▶ Exercise requirements: Copy exactly, please, each line of the data below until the line that contains "pub(crate) enum Terminal" has been copied, beginning at the top.

Stored data:
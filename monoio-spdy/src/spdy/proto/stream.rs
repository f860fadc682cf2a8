use std::{
    collections::VecDeque,
    pin::Pin,
    sync::{
        atomic::{AtomicBool, AtomicU8, Ordering},
        Arc, Mutex,
    },
    task::{Context, Poll},
};

use bytes::Bytes;
use futures_core::Stream;

use super::connection::Shared;
use crate::{
    common::{error::SpdyError, header::HeaderBlock, lock, waker::StreamWaker},
    spdy::{
        codec::{
            writer::{stream_headers, StreamItem},
            MAX_HEADER_BLOCK_SIZE,
        },
        frame::{Frame, RstStatus, StreamId},
    },
};

pub(crate) const RECV_CLOSED: u8 = 0b01;
pub(crate) const SEND_CLOSED: u8 = 0b10;
const BOTH_CLOSED: u8 = RECV_CLOSED | SEND_CLOSED;

/// How a stream ended other than by FIN.
#[derive(Debug, Clone, Copy, PartialEq, Eq)]
pub(crate) enum Terminal {
    Reset(RstStatus),
    ConnectionClosed,
}

impl Terminal {
    fn into_error(self, stream_id: StreamId) -> SpdyError {
        match self {
            Terminal::Reset(_) => SpdyError::Reset(stream_id),
            Terminal::ConnectionClosed => SpdyError::ChannelClosed,
        }
    }
}

#[derive(Debug, Default)]
struct RecvState {
    headers: HeaderBlock,
    headers_received: bool,
    /// HEADERS frames not yet folded into `headers`.
    pending: Vec<HeaderBlock>,
    buffer: VecDeque<Bytes>,
    fin: bool,
    read_any: bool,
}

impl RecvState {
    fn merge_pending(&mut self) {
        for block in self.pending.drain(..) {
            self.headers.merge(block);
        }
    }
}

#[derive(Debug, Default)]
struct SendState {
    headers_sent: bool,
    fin: bool,
}

/// State of one stream shared by its two halves and the connection tables.
#[derive(Debug)]
pub(crate) struct StreamInner {
    pub(crate) id: StreamId,
    pub(crate) priority: u8,
    pub(crate) associated_stream_id: StreamId,
    pub(crate) locally_initiated: bool,
    pub(crate) unidirectional: bool,
    recv: Mutex<RecvState>,
    send: Mutex<SendState>,
    terminal: Mutex<Option<Terminal>>,
    waker: StreamWaker,
    closed: AtomicU8,
    reset: AtomicBool,
    data_sent: AtomicBool,
}

impl StreamInner {
    pub(crate) fn new(
        id: StreamId,
        priority: u8,
        associated_stream_id: StreamId,
        locally_initiated: bool,
        unidirectional: bool,
    ) -> Self {
        Self {
            id,
            priority,
            associated_stream_id,
            locally_initiated,
            unidirectional,
            recv: Mutex::default(),
            send: Mutex::new(SendState {
                // the SYN_STREAM of a local stream carries its headers
                headers_sent: locally_initiated,
                fin: false,
            }),
            terminal: Mutex::new(None),
            waker: StreamWaker::new(),
            closed: AtomicU8::new(0),
            reset: AtomicBool::new(false),
            data_sent: AtomicBool::new(false),
        }
    }

    /// The SYN_STREAM opening this stream carried FIN.
    pub(crate) fn set_send_fin(&self) {
        lock(&self.send).fin = true;
    }

    /// The header block opening this half: SYN_STREAM or SYN_REPLY.
    /// Returns false if one was already received.
    pub(crate) fn on_reply(&self, headers: HeaderBlock, fin: bool) -> bool {
        {
            let mut recv = lock(&self.recv);
            if recv.headers_received {
                return false;
            }
            recv.headers = headers;
            recv.headers_received = true;
            recv.fin |= fin;
        }
        self.waker.wake();
        true
    }

    /// A HEADERS frame; merged lazily by the reader.
    pub(crate) fn on_headers(&self, headers: HeaderBlock, fin: bool) {
        {
            let mut recv = lock(&self.recv);
            recv.pending.push(headers);
            recv.fin |= fin;
        }
        self.waker.wake();
    }

    pub(crate) fn on_data(&self, data: Bytes, fin: bool) {
        {
            let mut recv = lock(&self.recv);
            if !data.is_empty() {
                recv.buffer.push_back(data);
            }
            recv.fin |= fin;
        }
        self.waker.wake();
    }

    /// End the stream without FIN. Returns the number of buffered bytes
    /// thrown away.
    pub(crate) fn terminate(&self, how: Terminal) -> usize {
        {
            let mut terminal = lock(&self.terminal);
            if terminal.is_none() {
                *terminal = Some(how);
            }
        }
        let discarded = {
            let mut recv = lock(&self.recv);
            recv.buffer.drain(..).map(|b| b.len()).sum()
        };
        self.waker.wake();
        discarded
    }

    pub(crate) fn terminal(&self) -> Option<Terminal> {
        *lock(&self.terminal)
    }

    /// Close the given sides. Returns true if this call closed the last one.
    pub(crate) fn mark_closed(&self, sides: u8) -> bool {
        let before = self.closed.fetch_or(sides, Ordering::AcqRel);
        before != BOTH_CLOSED && before | sides == BOTH_CLOSED
    }

    pub(crate) fn is_closed(&self, side: u8) -> bool {
        self.closed.load(Ordering::Acquire) & side != 0
    }

    /// Claim the one RST this stream may cause. True for the first caller.
    pub(crate) fn mark_reset(&self) -> bool {
        !self.reset.swap(true, Ordering::AcqRel)
    }

    pub(crate) fn is_reset(&self) -> bool {
        self.reset.load(Ordering::Acquire)
    }

    pub(crate) fn data_sent(&self) -> bool {
        self.data_sent.load(Ordering::Acquire)
    }

    fn abort_status(&self) -> Option<RstStatus> {
        let recv = lock(&self.recv);
        if recv.fin || self.terminal().is_some() {
            return None;
        }
        Some(if self.locally_initiated && self.data_sent() {
            RstStatus::Cancel
        } else if !recv.read_any {
            RstStatus::RefusedStream
        } else {
            RstStatus::InternalError
        })
    }
}

/// The receiving half of a stream.
///
/// Dropping it before the peer finished the stream resets the stream.
#[derive(Debug)]
pub struct IncomingStream {
    inner: Arc<StreamInner>,
    conn: Arc<Shared>,
    done: bool,
}

impl IncomingStream {
    pub(crate) fn new(inner: Arc<StreamInner>, conn: Arc<Shared>) -> Self {
        Self {
            inner,
            conn,
            done: false,
        }
    }

    pub fn stream_id(&self) -> StreamId {
        self.inner.id
    }

    pub fn associated_stream_id(&self) -> StreamId {
        self.inner.associated_stream_id
    }

    pub fn priority(&self) -> u8 {
        self.inner.priority
    }

    pub fn is_unidirectional(&self) -> bool {
        self.inner.unidirectional
    }

    /// The headers received so far, with any later HEADERS folded in.
    pub fn headers(&self) -> HeaderBlock {
        let mut recv = lock(&self.inner.recv);
        recv.merge_pending();
        recv.headers.clone()
    }

    /// Whether the peer sent its FIN. Buffered data may still be unread.
    pub fn is_last_frame_received(&self) -> bool {
        lock(&self.inner.recv).fin
    }

    /// Whether nothing more will arrive: FIN received, or the stream ended.
    pub fn is_closed(&self) -> bool {
        self.inner.is_closed(RECV_CLOSED)
    }

    /// Ready once the SYN_STREAM or SYN_REPLY headers are in.
    pub fn poll_headers(&mut self, cx: &mut Context<'_>) -> Poll<Result<HeaderBlock, SpdyError>> {
        if let Some(ready) = self.headers_now() {
            return Poll::Ready(ready);
        }
        self.inner.waker.register(cx.waker());
        match self.headers_now() {
            Some(ready) => Poll::Ready(ready),
            None => Poll::Pending,
        }
    }

    fn headers_now(&self) -> Option<Result<HeaderBlock, SpdyError>> {
        let mut recv = lock(&self.inner.recv);
        if recv.headers_received {
            recv.merge_pending();
            return Some(Ok(recv.headers.clone()));
        }
        drop(recv);
        self.inner
            .terminal()
            .map(|t| Err(t.into_error(self.inner.id)))
    }

    /// Take the next buffered chunk without registering for a wakeup.
    /// `Ready(None)` is the end of the stream.
    pub fn poll_read_now(&mut self) -> Poll<Option<Result<Bytes, SpdyError>>> {
        let chunk = {
            let mut recv = lock(&self.inner.recv);
            recv.merge_pending();
            match recv.buffer.pop_front() {
                Some(chunk) => {
                    recv.read_any = true;
                    chunk
                }
                None if recv.fin => return Poll::Ready(None),
                None => {
                    drop(recv);
                    return match self.inner.terminal() {
                        Some(t) => Poll::Ready(Some(Err(t.into_error(self.inner.id)))),
                        None => Poll::Pending,
                    };
                }
            }
        };
        self.conn.data_read(self.inner.id, chunk.len());
        Poll::Ready(Some(Ok(chunk)))
    }

    /// Stop reading. Unless the peer already finished, the stream is reset:
    /// CANCEL if we opened it and sent data on it, REFUSED_STREAM if nothing
    /// was read yet, INTERNAL_ERROR otherwise. Idempotent.
    pub fn close(&mut self) {
        if std::mem::replace(&mut self.done, true) {
            return;
        }
        match self.inner.abort_status() {
            Some(status) => self.conn.reset_stream(&self.inner, status, true),
            None => {
                let discarded = {
                    let mut recv = lock(&self.inner.recv);
                    recv.buffer.drain(..).map(|b| b.len()).sum::<usize>()
                };
                self.conn.data_read(self.inner.id, discarded);
            }
        }
    }
}

impl Stream for IncomingStream {
    type Item = Result<Bytes, SpdyError>;

    fn poll_next(mut self: Pin<&mut Self>, cx: &mut Context<'_>) -> Poll<Option<Self::Item>> {
        if let Poll::Ready(item) = self.poll_read_now() {
            return Poll::Ready(item);
        }
        // register before the second look so a concurrent push is not missed
        self.inner.waker.register(cx.waker());
        self.poll_read_now()
    }
}

impl Drop for IncomingStream {
    fn drop(&mut self) {
        self.close();
    }
}

/// The sending half of a stream.
///
/// For a stream the peer opened, `send_headers` must come first and goes
/// out as SYN_REPLY; later header blocks are HEADERS frames. Dropping the
/// half before finishing resets the stream with CANCEL.
#[derive(Debug)]
pub struct OutgoingStream {
    inner: Arc<StreamInner>,
    conn: Arc<Shared>,
}

impl OutgoingStream {
    pub(crate) fn new(inner: Arc<StreamInner>, conn: Arc<Shared>) -> Self {
        Self { inner, conn }
    }

    pub fn stream_id(&self) -> StreamId {
        self.inner.id
    }

    pub fn priority(&self) -> u8 {
        self.inner.priority
    }

    pub fn is_reset(&self) -> bool {
        self.inner.is_reset()
    }

    pub fn is_finished(&self) -> bool {
        lock(&self.inner.send).fin
    }

    /// Current send window of this stream, if the connection still tracks it.
    pub fn send_window(&self) -> Option<i32> {
        self.conn.stream_send_window(self.inner.id)
    }

    fn check_open(&self) -> Result<(), SpdyError> {
        match self.inner.terminal() {
            Some(t) => Err(t.into_error(self.inner.id)),
            None => Ok(()),
        }
    }

    /// Send a header block: SYN_REPLY if this half has not replied yet,
    /// HEADERS otherwise.
    pub fn send_headers(&mut self, headers: HeaderBlock, fin: bool) -> Result<(), SpdyError> {
        self.check_open()?;
        let block_len = headers.encoded_len();
        if block_len > MAX_HEADER_BLOCK_SIZE {
            return Err(SpdyError::HeaderBlockTooLarge(block_len));
        }
        let frame = {
            let mut send = lock(&self.inner.send);
            if send.fin {
                return Err(SpdyError::StreamFinished(self.inner.id));
            }
            let frame = stream_headers(self.inner.id, fin, headers);
            let frame = if send.headers_sent {
                Frame::Headers(frame)
            } else {
                Frame::SynReply(frame)
            };
            send.headers_sent = true;
            send.fin = fin;
            frame
        };
        self.queue(StreamItem::Frame(frame), fin)
    }

    /// Queue body bytes. They go out as fast as flow control allows.
    pub fn write(&mut self, data: Bytes, fin: bool) -> Result<(), SpdyError> {
        self.check_open()?;
        if data.is_empty() && !fin {
            return Ok(());
        }
        {
            let mut send = lock(&self.inner.send);
            if send.fin {
                return Err(SpdyError::StreamFinished(self.inner.id));
            }
            if !send.headers_sent {
                return Err(SpdyError::HeadersNotSent(self.inner.id));
            }
            send.fin = fin;
        }
        if !data.is_empty() {
            self.inner.data_sent.store(true, Ordering::Release);
        }
        self.queue(StreamItem::Data { payload: data, fin }, fin)
    }

    /// Close the stream with a trailing header block.
    pub fn send_trailers(&mut self, trailers: HeaderBlock) -> Result<(), SpdyError> {
        if !lock(&self.inner.send).headers_sent {
            return Err(SpdyError::HeadersNotSent(self.inner.id));
        }
        self.send_headers(trailers, true)
    }

    /// Close the sending side with an empty FIN data frame.
    pub fn finish(&mut self) -> Result<(), SpdyError> {
        self.write(Bytes::new(), true)
    }

    /// Reset the stream. Only the first reset of a stream sends RST_STREAM.
    pub fn reset(&mut self, status: RstStatus) {
        self.conn.reset_stream(&self.inner, status, true);
    }

    fn queue(&self, item: StreamItem, fin: bool) -> Result<(), SpdyError> {
        let res = self.conn.queue_stream(&self.inner, item);
        if fin {
            self.conn.half_closed(&self.inner, SEND_CLOSED);
        }
        res
    }
}

impl Drop for OutgoingStream {
    fn drop(&mut self) {
        let finished = lock(&self.inner.send).fin;
        if !finished && self.inner.terminal().is_none() {
            self.reset(RstStatus::Cancel);
        }
    }
}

▶ Solution to the problem:
filename monoio-spdy/src/spdy/proto/stream.rs
repository f860fadc682cf2a8
use std::{
    collections::VecDeque,
    pin::Pin,
    sync::{
        atomic::{AtomicBool, AtomicU8, Ordering},
        Arc, Mutex,
    },
    task::{Context, Poll},
};

use bytes::Bytes;
use futures_core::Stream;

use super::connection::Shared;
use crate::{
    common::{error::SpdyError, header::HeaderBlock, lock, waker::StreamWaker},
    spdy::{
        codec::{
            writer::{stream_headers, StreamItem},
            MAX_HEADER_BLOCK_SIZE,
        },
        frame::{Frame, RstStatus, StreamId},
    },
};

pub(crate) const RECV_CLOSED: u8 = 0b01;
pub(crate) const SEND_CLOSED: u8 = 0b10;
const BOTH_CLOSED: u8 = RECV_CLOSED | SEND_CLOSED;

/// How a stream ended other than by FIN.
#[derive(Debug, Clone, Copy, PartialEq, Eq)]
pub(crate) enum Terminal {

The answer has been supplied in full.